I am truly excited to be an educator during this crisis. Whilst many complain and grapple with the changes, thankfully I am able to embrace, appreciate, and wallow in the dynamism of technology and the familiarity of the traditional.
However, I am left with the impression that this is not the mood or experience of several of my colleagues. Fortunately, or unfortunately, on Tuesday, June 3, 2020, as I sat in a meeting of over 200 primary level educational stakeholders (principals, board chairs, Ministry of Education officials) to discuss the way forward for the upcoming academic year 2020-2021, I felt as if I was attending a virtual soirée. Consecutive speakers waxed poetic of their achievements since the closure of schools, and all the measures that they have implemented and the rave reviews from their parents, communities, and boards of management. Me done wid dat! That’s all water under the bridge. Let’s move on!
The conversations needed to have been steered in another direction altogether.
The time was opportune for a comprehensive discussion on strategies, ideas, and suggestions for the preparations for the reopening of schools. Our collective minds should have been engaged with classroom spaces, core subjects, aesthetics, exam preparations, academic calendars, budgets/finances, and much more, considering that the meeting lasted for more than three hours. I had much to contribute and indicated such, but felt that it wasn’t quite my time. Hence, I am using this medium to share visions from my cerebrum and that of my teachers, or more specifically from our frontal lobes (likkle reasoning, likkle planning, likkle judgement).
Without blinking, the reintroduction of the shift system should be carefully examined by all school administrators before it is adopted. There exists a possibility that it can function effectively in a few institutions, especially those with a small populace and adequate infrastructure. But, for the majority of institutions, such as the one that I oversee, with a population of over 1,200 students, 42 classroom teachers, and five specialists, in a very tightly packed physical environment, it is not worth a moment’s consideration. Wait! Wait! Unless the Ministry of Education will provide me with 42 additional teachers… I don’t think so!
As a nation, we have sufficient evidence to support the untenability of returning to this archaic arrangement. The students are cheated, the teaching staff is underutilised, the physical plant is stressed, it is fraught with safety and security concerns, the resources are inadequate to sustain both shifts, and the list could continue. This strategy seemed to be the only fix being purported far and wide, therein my need to share.
After several deliberations with my middle managers, which included measuring our classroom spaces, calculating the distances needed for physical distancing, etc. We are trending towards a two days at school, two days at home, and Fridays as virtual learning days arrangement.
Each classroom teacher will engage half of their class on Mondays and Tuesdays, whilst the other half is engaged at home, and then vice versa, for Wednesdays and Thursdays. It is not an ideal arrangement, as teachers will be required to re-teach all their lessons, but it ensures full coverage for all students within our limited physical infrastructure and a degree of COVID-19 safeguarding.

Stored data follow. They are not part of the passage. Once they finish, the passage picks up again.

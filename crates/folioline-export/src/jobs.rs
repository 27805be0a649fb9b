//! Fetch jobs: paginate one entity, write its snapshot files

use std::fs;
use std::path::Path;
use std::time::{Duration, Instant};

use anyhow::{Context, Result};
use folioline_core::{OkapiClient, ProgressContext, Transport, fmt_num};
use rustc_hash::FxHashSet;
use serde_json::Value;

use crate::entity::Entity;
use crate::flatten::{FlatRow, flatten};
use crate::layout::{OutputLayout, SnapshotPaths};
use crate::snapshot::{read_records, read_user_ids, require_input};
use crate::writer::{write_ids, write_json, write_tsv};

/// Settings shared by all fetch jobs
#[derive(Debug, Clone)]
pub struct ExportConfig {
    pub layout: OutputLayout,
    pub page_size: usize,
}

/// Summary of one fetch job
#[derive(Debug)]
pub struct JobSummary {
    pub entity: Entity,
    /// Records written
    pub records: usize,
    /// Records fetched before any filter
    pub fetched: usize,
    pub requests: usize,
    /// A page failed and the snapshot is partial
    pub truncated: bool,
    pub paths: SnapshotPaths,
    pub elapsed: Duration,
}

/// Staff users: members of `patron_group`.
pub fn fetch_staff<T: Transport>(
    client: &mut OkapiClient<T>,
    config: &ExportConfig,
    patron_group: &str,
    progress: &ProgressContext,
) -> Result<JobSummary> {
    let query = format!("patronGroup==\"{patron_group}\"");
    let paths = config.layout.snapshot(Entity::Users);
    fetch_entity(client, Entity::Users, Some(query), config, &paths, progress, None)
}

pub fn fetch_service_points<T: Transport>(
    client: &mut OkapiClient<T>,
    config: &ExportConfig,
    progress: &ProgressContext,
) -> Result<JobSummary> {
    let paths = config.layout.snapshot(Entity::ServicePoints);
    fetch_entity(client, Entity::ServicePoints, None, config, &paths, progress, None)
}

/// All service-point assignments. With `only_users`, keep just the
/// assignments of users listed in that id file (first column, header
/// optional) and write the filtered snapshot instead.
pub fn fetch_service_point_users<T: Transport>(
    client: &mut OkapiClient<T>,
    config: &ExportConfig,
    progress: &ProgressContext,
    only_users: Option<&Path>,
) -> Result<JobSummary> {
    let Some(ids_path) = only_users else {
        let paths = config.layout.snapshot(Entity::ServicePointUsers);
        return fetch_entity(
            client,
            Entity::ServicePointUsers,
            None,
            config,
            &paths,
            progress,
            None,
        );
    };

    let user_ids = load_user_ids(ids_path)?;
    let paths = config.layout.filtered_service_point_users();
    fetch_entity(
        client,
        Entity::ServicePointUsers,
        None,
        config,
        &paths,
        progress,
        Some(&user_ids),
    )
}

/// Staff-only assignments cut from an assignment snapshot already on disk.
///
/// Same output as `fetch_service_point_users` with `only_users`, without
/// another pass over the gateway.
pub fn filter_service_point_users(config: &ExportConfig, ids_path: &Path) -> Result<JobSummary> {
    let start = Instant::now();
    let entity = Entity::ServicePointUsers;
    let source = config.layout.snapshot(entity).json;
    require_input(&source, "fetch service-point-users")?;
    let user_ids = load_user_ids(ids_path)?;

    let all = read_records(&source)?;
    let fetched = all.len();
    let records = restrict_to_users(all, &user_ids);
    log::info!(
        "{entity}: {} of {} records match the user list",
        fmt_num(records.len()),
        fmt_num(fetched)
    );

    let paths = config.layout.filtered_service_point_users();
    write_snapshot(&records, entity, &paths)?;
    Ok(JobSummary {
        entity,
        records: records.len(),
        fetched,
        requests: 0,
        truncated: false,
        paths,
        elapsed: start.elapsed(),
    })
}

fn load_user_ids(path: &Path) -> Result<FxHashSet<String>> {
    require_input(path, "fetch staff")?;
    let ids: FxHashSet<String> = read_user_ids(path)?.into_iter().collect();
    log::info!("Loaded {} user ids from {}", fmt_num(ids.len()), path.display());
    Ok(ids)
}

fn restrict_to_users(records: Vec<Value>, user_ids: &FxHashSet<String>) -> Vec<Value> {
    records
        .into_iter()
        .filter(|r| r["userId"].as_str().is_some_and(|id| user_ids.contains(id)))
        .collect()
}

pub fn fetch_patron_groups<T: Transport>(
    client: &mut OkapiClient<T>,
    config: &ExportConfig,
    progress: &ProgressContext,
) -> Result<JobSummary> {
    let paths = config.layout.snapshot(Entity::PatronGroups);
    fetch_entity(client, Entity::PatronGroups, None, config, &paths, progress, None)
}

fn fetch_entity<T: Transport>(
    client: &mut OkapiClient<T>,
    entity: Entity,
    query: Option<String>,
    config: &ExportConfig,
    paths: &SnapshotPaths,
    progress: &ProgressContext,
    only_users: Option<&FxHashSet<String>>,
) -> Result<JobSummary> {
    let start = Instant::now();
    let mut request = entity.page_request().with_limit(config.page_size);
    if let Some(query) = query {
        request = request.with_query(query);
    }

    log::info!("Fetching {entity}...");
    let pb = progress.stage_line(entity.name());
    let outcome = client
        .fetch_all(&request, &pb)
        .with_context(|| format!("Cannot authenticate to fetch {entity}"))?;
    pb.finish_and_clear();

    let fetched = outcome.records.len();
    let truncated = !outcome.is_complete();
    if truncated {
        log::warn!(
            "{entity}: pagination stopped early, writing {} records",
            fmt_num(fetched)
        );
    }

    let records = match only_users {
        Some(ids) => restrict_to_users(outcome.records, ids),
        None => outcome.records,
    };
    if only_users.is_some() {
        log::info!(
            "{entity}: {} of {} records match the user list",
            fmt_num(records.len()),
            fmt_num(fetched)
        );
    }

    write_snapshot(&records, entity, paths)?;

    Ok(JobSummary {
        entity,
        records: records.len(),
        fetched,
        requests: outcome.requests,
        truncated,
        paths: paths.clone(),
        elapsed: start.elapsed(),
    })
}

/// Write JSON, flattened TSV and id TSV for one snapshot.
pub fn write_snapshot(records: &[Value], entity: Entity, paths: &SnapshotPaths) -> Result<()> {
    for path in [&paths.json, &paths.tsv, &paths.ids] {
        if let Some(parent) = path.parent() {
            fs::create_dir_all(parent)
                .with_context(|| format!("Cannot create {}", parent.display()))?;
        }
    }

    let rows: Vec<FlatRow> = records
        .iter()
        .map(|r| flatten(r, entity.columns()))
        .collect();

    write_json(&paths.json, records)?;
    write_tsv(&paths.tsv, &rows)?;
    write_ids(&paths.ids, records, entity.id_columns())?;
    log::info!(
        "{entity}: wrote {} records to {}",
        fmt_num(records.len()),
        paths.json.display()
    );
    Ok(())
}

There would be no offering of the aesthetics to the students in grade 4 to grade 6 for at least the first term, as we have much ground to cover in preparation for the Primary Exit Profile assessments for grades 4, 5, and 6. The focus would be on the core subjects, bearing in mind the anticipated deficiencies. The students of grade 1 to grade 3 would continue to benefit from the aesthetics, along with their core subjects, as they have more ‘wiggle room’.
It will be a no-frills academic calendar. We are willing, for the greater good, to sacrifice some staple calendar events — boys’/girls day, literacy/numeracy days, career/movie days, etc — and not to be left out, the ever-present fund-raising events — once the Ministry of Education puts nuff extras in the kitty. We are committed to slashing days from our midterm breaks and other holidays for this period, as we desire to get our students on par as quickly and as efficiently as possible.
The idea pool is by no means exhaustive. The present purpose is to solicit discussions by engaging reasoned and informed dialogue. Perfect, it is not, but it is a foundation that can be built on or tweaked to accommodate one’s unique situation.
There is a quote that resides on my desk by Martin Luther King Jr: “The function of education is to teach one to think intensively and to think critically. Intelligence plus character — that is the goal of true education.” Are we there yet?